● Task objective: Whenever a line below includes the string "super", show it.

━━━━━ Data listing

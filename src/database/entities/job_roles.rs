use sea_orm::entity::prelude::*;
use serde::{Deserialize, Serialize};

#[derive(Clone, Debug, PartialEq, DeriveEntityModel, Serialize, Deserialize)]
#[sea_orm(table_name = "job_roles")]
pub struct Model {
    #[sea_orm(primary_key)]
    pub id: i32,
    #[sea_orm(unique)]
    pub title: String,
    pub description: Option<String>,
    pub salary_range: Option<String>,
    pub is_active: bool,
    pub created_at: ChronoDateTimeUtc,
    pub updated_at: ChronoDateTimeUtc,
}

#[derive(Copy, Clone, Debug, EnumIter, DeriveRelation)]
pub enum Relation {
    #[sea_orm(has_many = "super::course_job_roles::Entity")]
    CourseJobRoles,
}

impl Related<super::course_job_roles::Entity> for Entity {
    fn to() -> RelationDef {
        Relation::CourseJobRoles.def()
    }
}

impl ActiveModelBehavior for ActiveModel {}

━━━━━━━━━━

● Answer box:
    #[sea_orm(has_many = "super::course_job_roles::Entity")]
impl Related<super::course_job_roles::Entity> for Entity {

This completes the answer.